MicroRNA miR-24 inhibits erythropoiesis by targeting activin type I receptor ALK4

• Published in: Blood Vol. 111; no. 2; pp. 588 - 595
• Main Authors: Wang, Qiang, Huang, Zheng, Xue, Huiling, Jin, Chengcheng, Ju, Xiu-Li, Han, Jing-Dong J., Chen, Ye-Guang
• Format: Journal Article
• Language: English
• Published: Washington, DC Elsevier Inc 15.01.2008; The Americain Society of Hematology
• Subjects: 3' Untranslated Regions - antagonists & inhibitors; 3' Untranslated Regions - biosynthesis; 3' Untranslated Regions - genetics; Activin Receptors, Type I - antagonists & inhibitors; Activin Receptors, Type I - biosynthesis; Activin Receptors, Type I - genetics; Activins - metabolism; Antigens, CD34; Biological and medical sciences; Cell Differentiation - physiology; Erythropoiesis - physiology; Gene Expression; Gene Expression Regulation - physiology; Genes, Reporter; Hematologic and hematopoietic diseases; Hematopoietic Stem Cells - cytology; Hematopoietic Stem Cells - physiology; Humans; K562 Cells; Medical sciences; MicroRNAs - biosynthesis; MicroRNAs - genetics; Phosphorylation; Smad2 Protein - genetics; Smad2 Protein - metabolism; Erythropoiesis; Gene silencing; RNA interference; Targeting; Hematology; Hematopoiesis; microRNA; Inhibitor; Activin; Biological receptor
• ISSN: 0006-4971; 1528-0020
• DOI: 10.1182/blood-2007-05-092718

MicroRNAs have been suggested to modulate a variety of cellular events.
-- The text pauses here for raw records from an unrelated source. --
//! Common types shared by the driver, the trace backends, and the CLI.
//!
//! This module provides:
//! 1. **Simulated Time:** `SimTime`, `TimeUnit`, and the driver-owned `Clock`.
//! 2. **Error Handling:** Typed setup, trace, and scenario errors.

/// Error types for configuration, tracing, and scenario selection.
pub mod error;

/// Simulated time, units, and the driver clock.
pub mod time;

pub use error::{ConfigError, DriverError, ScenarioError, TraceError};
pub use time::{Clock, SimTime, TimeUnit};
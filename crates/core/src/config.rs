//! Configuration for a driver run.
//!
//! This module defines the configuration structures used to parameterize a run. It provides:
//! 1. **Defaults:** Timeout bound, time unit, and trace depth used when nothing is overridden.
//! 2. **Structures:** `GeneralConfig` for the time-stepping loop and `TraceConfig` for waveforms.
//! 3. **Loading:** JSON parsing from a string or file, followed by validation.
//!
//! Every field has a default, so `{}` is a valid configuration and `Config::default()`
//! reproduces the stock driver: a one-second (1e9 ns) timeout and no waveform.

use std::fs;
use std::io;
use std::path::{Path, PathBuf};

use serde::{Deserialize, Serialize};

use crate::common::{ConfigError, SimTime, TimeUnit};

/// Default configuration constants for the driver.
mod defaults {
    /// Timeout bound in time units (1e9 ns = 1 s of simulated time).
    ///
    /// Long stress scenarios should raise this rather than rely on it.
    pub const TIMEOUT: u64 = 1_000_000_000;

    /// Hierarchy depth handed to the trace sink; deep enough to mean "everything".
    pub const TRACE_DEPTH: u32 = 99;

    /// Extension appended to the program name to form the default trace path.
    pub const TRACE_EXTENSION: &str = "vcd";
}

/// Log verbosity used by the CLI when `RUST_LOG` is not set.
#[derive(Debug, Clone, Copy, PartialEq, Eq, Default, Serialize, Deserialize)]
#[serde(rename_all = "lowercase")]
pub enum LogLevel {
    /// Every step-level detail.
    Trace,
    /// Progress updates and trace lifecycle.
    Debug,
    /// Run start and end.
    #[default]
    Info,
    /// Trace failures and timeouts.
    Warn,
    /// Setup failures only.
    Error,
}

impl LogLevel {
    /// Returns the directive string understood by `tracing_subscriber::EnvFilter`.
    pub const fn as_filter(self) -> &'static str {
        match self {
            Self::Trace => "trace",
            Self::Debug => "debug",
            Self::Info => "info",
            Self::Warn => "warn",
            Self::Error => "error",
        }
    }
}

/// Root configuration.
///
/// # Examples
///
/// ```
/// use vltdrive_core::config::Config;
///
/// let json = r#"{ "general": { "timeout": 5000 }, "trace": { "enabled": false } }"#;
/// let config = Config::from_json(json).unwrap();
/// assert_eq!(config.general.timeout, 5000);
/// assert_eq!(config.trace.depth, 99);
/// ```
#[derive(Debug, Clone, Default, PartialEq, Eq, Serialize, Deserialize)]
pub struct Config {
    /// Time-stepping loop settings
    #[serde(default)]
    pub general: GeneralConfig,
    /// Waveform settings
    #[serde(default)]
    pub trace: TraceConfig,
}

impl Config {
    /// Parses and validates a configuration from a JSON string.
    ///
    /// # Errors
    ///
    /// Returns `ConfigError::Parse` for malformed JSON or unknown enum values, and
    /// `ConfigError::Validation` if the parsed values are inconsistent.
    pub fn from_json(json: &str) -> Result<Self, ConfigError> {
        let config: Self = serde_json::from_str(json)?;
        config.validate()?;
        Ok(config)
    }

    /// Reads, parses and validates a configuration file.
    ///
    /// # Arguments
    ///
    /// * `path` - Path to a JSON configuration file.
    ///
    /// # Errors
    ///
    /// Returns `ConfigError::FileNotFound` if `path` does not exist, `ConfigError::Io` if it
    /// cannot be read, and the errors of [`Config::from_json`] otherwise.
    pub fn load(path: &Path) -> Result<Self, ConfigError> {
        let text = fs::read_to_string(path).map_err(|source| {
            if source.kind() == io::ErrorKind::NotFound {
                ConfigError::FileNotFound(path.to_path_buf())
            } else {
                ConfigError::Io {
                    path: path.to_path_buf(),
                    source,
                }
            }
        })?;
        Self::from_json(&text)
    }

    /// Checks cross-field consistency.
    ///
    /// # Errors
    ///
    /// Returns `ConfigError::Validation` if:
    /// - `general.progress_interval` is zero
    /// - `trace.path` is set but empty
    /// - tracing is enabled in a build without the `vcd` feature
    pub fn validate(&self) -> Result<(), ConfigError> {
        if self.general.progress_interval == Some(0) {
            return Err(ConfigError::Validation(
                "general.progress_interval must be greater than zero".to_string(),
            ));
        }
        if self
            .trace
            .path
            .as_ref()
            .is_some_and(|p| p.as_os_str().is_empty())
        {
            return Err(ConfigError::Validation(
                "trace.path cannot be empty".to_string(),
            ));
        }
        if self.trace.enabled && !cfg!(feature = "vcd") {
            return Err(ConfigError::Validation(
                "tracing requested but this build has no waveform backend (enable the `vcd` feature)"
                    .to_string(),
            ));
        }
        Ok(())
    }
}

/// Settings for the time-stepping loop.
#[derive(Debug, Clone, PartialEq, Eq, Serialize, Deserialize)]
pub struct GeneralConfig {
    /// Timeout bound in time units; reaching it without a finish is a failure
    #[serde(default = "GeneralConfig::default_timeout")]
    pub timeout: u64,

    /// Unit one step represents (diagnostics and `$timescale`)
    #[serde(default)]
    pub time_unit: TimeUnit,

    /// Log a progress line every N steps; `None` disables progress logging
    #[serde(default)]
    pub progress_interval: Option<u64>,

    /// Log verbosity when `RUST_LOG` is unset
    #[serde(default)]
    pub log_level: LogLevel,
}

impl GeneralConfig {
    fn default_timeout() -> u64 {
        defaults::TIMEOUT
    }

    /// Returns the timeout bound as simulated time.
    pub const fn timeout_bound(&self) -> SimTime {
        SimTime::new(self.timeout)
    }
}

impl Default for GeneralConfig {
    fn default() -> Self {
        Self {
            timeout: defaults::TIMEOUT,
            time_unit: TimeUnit::default(),
            progress_interval: None,
            log_level: LogLevel::default(),
        }
    }
}

/// Waveform recording settings.
#[derive(Debug, Clone, PartialEq, Eq, Serialize, Deserialize)]
pub struct TraceConfig {
    /// Record a waveform for this run
    #[serde(default)]
    pub enabled: bool,

    /// Output path; defaults to `<program>.vcd` in the working directory
    #[serde(default)]
    pub path: Option<PathBuf>,

    /// Maximum hierarchy depth of recorded signals
    #[serde(default = "TraceConfig::default_depth")]
    pub depth: u32,
}

impl TraceConfig {
    fn default_depth() -> u32 {
        defaults::TRACE_DEPTH
    }

    /// Resolves the waveform output path.
    ///
    /// Uses `path` when set; otherwise the file name of `program` (usually `argv[0]`)
    /// with `.vcd` appended, so `./obj/tb_top` traces into `tb_top.vcd`.
    ///
    /// # Arguments
    ///
    /// * `program` - Program path the driver was started as.
    ///
    /// # Returns
    ///
    /// The path the trace sink should create.
    pub fn resolve_path(&self, program: &str) -> PathBuf {
        if let Some(path) = &self.path {
            return path.clone();
        }
        let name = Path::new(program)
            .file_name()
            .map_or_else(|| "trace".into(), |n| n.to_string_lossy().into_owned());
        PathBuf::from(format!("{name}.{}", defaults::TRACE_EXTENSION))
    }
}

impl Default for TraceConfig {
    fn default() -> Self {
        Self {
            enabled: false,
            path: None,
            depth: defaults::TRACE_DEPTH,
        }
    }
}
//! Simulation driver library for cycle-based hardware models.
//!
//! This crate runs a compiled design under test the way a testbench `main` does:
//! 1. **Driver:** Owns the model, steps simulated time one unit at a time, and stops on finish or timeout.
//! 2. **Model:** The capability a generated (or behavioral) model implements to be driven.
//! 3. **Trace:** Optional waveform recording through a `TraceSink`, with a VCD backend.
//! 4. **DPI:** The `uvm_hdl_*` backdoor entry points, exported as always-failing stubs.
//! 5. **Support:** Plusarg parsing, JSON configuration, run statistics, and built-in scenarios.

/// Common types (simulated time, units, errors).
pub mod common;
/// Run configuration (defaults, JSON loading, validation).
pub mod config;
/// HDL backdoor ABI types, backend trait, and exported stubs.
pub mod dpi;
/// The model capability trait and signal declarations.
pub mod model;
/// `+NAME=value` argument parsing.
pub mod plusargs;
/// Driver and built-in scenarios.
pub mod sim;
/// Run statistics collection and reporting.
pub mod stats;
/// Trace sink trait and waveform backends.
pub mod trace;

/// Root configuration type; use `Config::default()` or `Config::load`.
pub use crate::config::Config;
/// The capability every driven model implements.
pub use crate::model::Model;
/// Time-stepping driver; construct with `Driver::new`.
pub use crate::sim::{Driver, RunOutcome, RunReport};
use std::io;

use thiserror::Error;

pub type EngineResult<T> = Result<T, EngineError>;

/// Every failure mode the storage and SQL layers can raise.
#[derive(Debug, Error)]
pub enum EngineError {
    #[error("malformed statement: {0}")]
    BadStatement(String),

    #[error("unsupported statement: {0}")]
    UnsupportedStatement(String),

    #[error("unknown table '{0}'")]
    UnknownTable(String),

    #[error("unknown column '{column}' on table '{table}'")]
    UnknownColumn { table: String, column: String },

    #[error("table '{0}' already exists")]
    AlreadyExists(String),

    #[error("type mismatch for column '{column}': {reason}")]
    TypeMismatch { column: String, reason: String },

    #[error("value out of range for column '{column}': {reason}")]
    OutOfRange { column: String, reason: String },

    #[error("corrupt row in table '{table}' at offset {offset}: {reason}")]
    CorruptRow {
        table: String,
        offset: u64,
        reason: String,
    },

    #[error("configuration error: {0}")]
    Config(String),

    #[error("schema error: {0}")]
    Schema(String),

    #[error("io error: {0}")]
    Io(#[from] io::Error),
}

impl From<serde_json::Error> for EngineError {
    fn from(err: serde_json::Error) -> Self {
        EngineError::Schema(err.to_string())
    }
}

impl From<toml::de::Error> for EngineError {
    fn from(err: toml::de::Error) -> Self {
        EngineError::Config(err.to_string())
    }
}
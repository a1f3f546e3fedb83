use std::io::{self, BufRead, Write};
use std::process::ExitCode;
use std::time::Instant;

use tracing::debug;

use sql::{SqlFrontend, StatementResult};

use crate::cli_options::{CliOptions, OutputFormat};
use crate::pretty_util::{render_table, to_bytes_len_pretty, to_duration_pretty};

/// Drives one [`SqlFrontend`] from the command line: either a single
/// `--execute` statement, or an interactive line-at-a-time REPL.
pub struct CliClient {
    frontend: SqlFrontend,
    options: CliOptions,
}

impl CliClient {
    pub fn new(frontend: SqlFrontend, options: CliOptions) -> Self {
        CliClient { frontend, options }
    }

    /// Executes one statement and exits non-zero on failure, per the
    /// dialect's single-statement-per-call contract.
    pub fn run_once(&self, sql: &str) -> ExitCode {
        if self.execute_and_print(sql) {
            ExitCode::SUCCESS
        } else {
            ExitCode::FAILURE
        }
    }

    /// Reads statements from stdin, one per line, until EOF or
    /// `exit`/`quit`. Failures print the error's `Display` form and
    /// continue the loop rather than aborting the session.
    pub fn run_repl(&self) -> ExitCode {
        self.print_banner();

        let stdin = io::stdin();
        self.prompt();
        for line in stdin.lock().lines() {
            let Ok(line) = line else { break };
            let statement = line.trim();

            if statement.is_empty() {
                self.prompt();
                continue;
            }
            if statement.eq_ignore_ascii_case("exit") || statement.eq_ignore_ascii_case("quit") {
                break;
            }
            if let Some(table) = statement.strip_prefix("\\d") {
                self.describe_table(table.trim());
                self.prompt();
                continue;
            }

            self.execute_and_print(statement);
            self.prompt();
        }
        println!();
        ExitCode::SUCCESS
    }

    fn execute_and_print(&self, sql: &str) -> bool {
        let start = Instant::now();
        match self.frontend.execute(sql) {
            Ok(result) => {
                self.print_result(&result);
                let elapsed = start.elapsed();
                debug!(statement = sql, elapsed = %to_duration_pretty(&elapsed), "statement executed");
                if self.options.is_debug() {
                    eprintln!("-- ok ({})", to_duration_pretty(&elapsed));
                }
                true
            }
            Err(err) => {
                eprintln!("error: {err}");
                false
            }
        }
    }

    /// `\d <table>` meta-command: prints schema, row size, row count,
    /// and the on-disk size of the heap and every index file. Not part
    /// of the SQL dialect (§4.6) — a REPL convenience over
    /// [`engine::Engine::get_table_info`], the way `psql`'s `\d`
    /// resolves entirely client-side.
    fn describe_table(&self, table: &str) {
        if table.is_empty() {
            eprintln!("usage: \\d <table>");
            return;
        }
        match self.frontend.engine().get_table_info(table) {
            Ok(info) => {
                println!("table \"{}\"", info.table_name);
                for column in &info.columns {
                    let indexed = if info.indexed_columns.contains(column.name()) { " [indexed]" } else { "" };
                    println!("  {:<20} {}{}", column.name(), column.data_type().name(), indexed);
                }
                println!("row size: {} bytes", info.row_size);
                println!("total rows (incl. tombstoned): {}", info.total_rows);
                println!("heap file: {}", to_bytes_len_pretty(info.heap_size_bytes as usize));
                for (column, size) in &info.index_size_bytes {
                    println!("index on {column}: {}", to_bytes_len_pretty(*size as usize));
                }
            }
            Err(err) => eprintln!("error: {err}"),
        }
    }

    fn print_result(&self, result: &StatementResult) {
        match result {
            StatementResult::TableCreated => println!("table created"),
            StatementResult::Inserted { offset } => println!("inserted at offset {offset}"),
            StatementResult::Deleted(n) if *n < 0 => println!("table truncated"),
            StatementResult::Deleted(n) => println!("{n} row(s) deleted"),
            StatementResult::Rows(rows) => match self.options.format() {
                OutputFormat::Table => print!("{}", render_table(rows)),
                OutputFormat::Json => match serde_json::to_string_pretty(rows) {
                    Ok(text) => println!("{text}"),
                    Err(e) => eprintln!("error formatting rows as json: {e}"),
                },
                OutputFormat::Yaml => match serde_yaml::to_string(rows) {
                    Ok(text) => println!("{text}"),
                    Err(e) => eprintln!("error formatting rows as yaml: {e}"),
                },
            },
        }
    }

    fn print_banner(&self) {
        println!();
        println!("╔╗ ╔═╗╔╦╗╔═╗╦ ╦╔╗ ╔╦╗");
        println!("╠╩╗╠═╣ ║║╚═╗║ ║╠╩╗ ║║");
        println!("╚═╝╩ ╩═╩╝╚═╝╚═╝╚═╝═╩╝ a small single-node storage engine");
        println!();
        println!("Enter a statement and press Enter; `exit` or `quit` to leave.");
    }

    fn prompt(&self) {
        print!("badsubd> ");
        let _ = io::stdout().flush();
    }
}

#[cfg(test)]
mod test {
    use super::*;
    use badsubd_common::config::EngineConfig;
    use engine::Engine;

    fn client(format: OutputFormat) -> (tempfile::TempDir, CliClient) {
        let dir = tempfile::tempdir().unwrap();
        let mut config = EngineConfig::default();
        config.set_data_dir(dir.path().to_path_buf());
        let frontend = SqlFrontend::new(Engine::open(config).unwrap());
        let client = CliClient::new(frontend, CliOptions::new(false, format));
        (dir, client)
    }

    #[test]
    fn a_valid_statement_runs_successfully() {
        let (_dir, client) = client(OutputFormat::Table);
        assert!(client.execute_and_print("CREATE TABLE users (id INT, login VARCHAR(10))"));
        assert!(client.execute_and_print("INSERT INTO users VALUES (1, 'alice')"));
    }

    #[test]
    fn an_invalid_statement_reports_failure_without_panicking() {
        let (_dir, client) = client(OutputFormat::Json);
        assert!(!client.execute_and_print("DROP TABLE users"));
    }

    #[test]
    fn run_once_does_not_panic_on_success_or_failure() {
        let (_dir, client) = client(OutputFormat::Yaml);
        client.run_once("CREATE TABLE t (id INT)");
        client.run_once("not a statement");
    }

    #[test]
    fn describe_table_does_not_panic_for_known_or_unknown_tables() {
        let (_dir, client) = client(OutputFormat::Table);
        client.execute_and_print("CREATE TABLE users (id INT, login VARCHAR(10))");
        client.describe_table("users");
        client.describe_table("missing");
        client.describe_table("");
    }
}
Here we report that miR-24 regulates erythroid differentiation by influencing the expression of human activin type I receptor ALK4 (hALK4). Ectopic expression of miR-24 reduces the mRNA and protein levels of hALK4 by targeting the 3′-untranslated region of hALK4 mRNA and interferes with activin-induced Smad2 phosphorylation and reporter expression. Furthermore, miR-24 represses the activin-mediated accumulation of hemoglobin, an erythroid differentiation marker, in erythroleukemic K562 cells and decreases erythroid colony-forming and burst-forming units of CD34+ hematopoietic progenitor cells. ALK4 expression is inversely correlated with miR-24 expression during the early stages of erythroid differentiation, and the forced expression of miR-24 leads to a delay of activin-induced maturation of hematopoietic progenitor cells in liquid culture. Thus, our findings define a regulation mode of miR-24 on erythropoiesis by impeding ALK4 expression.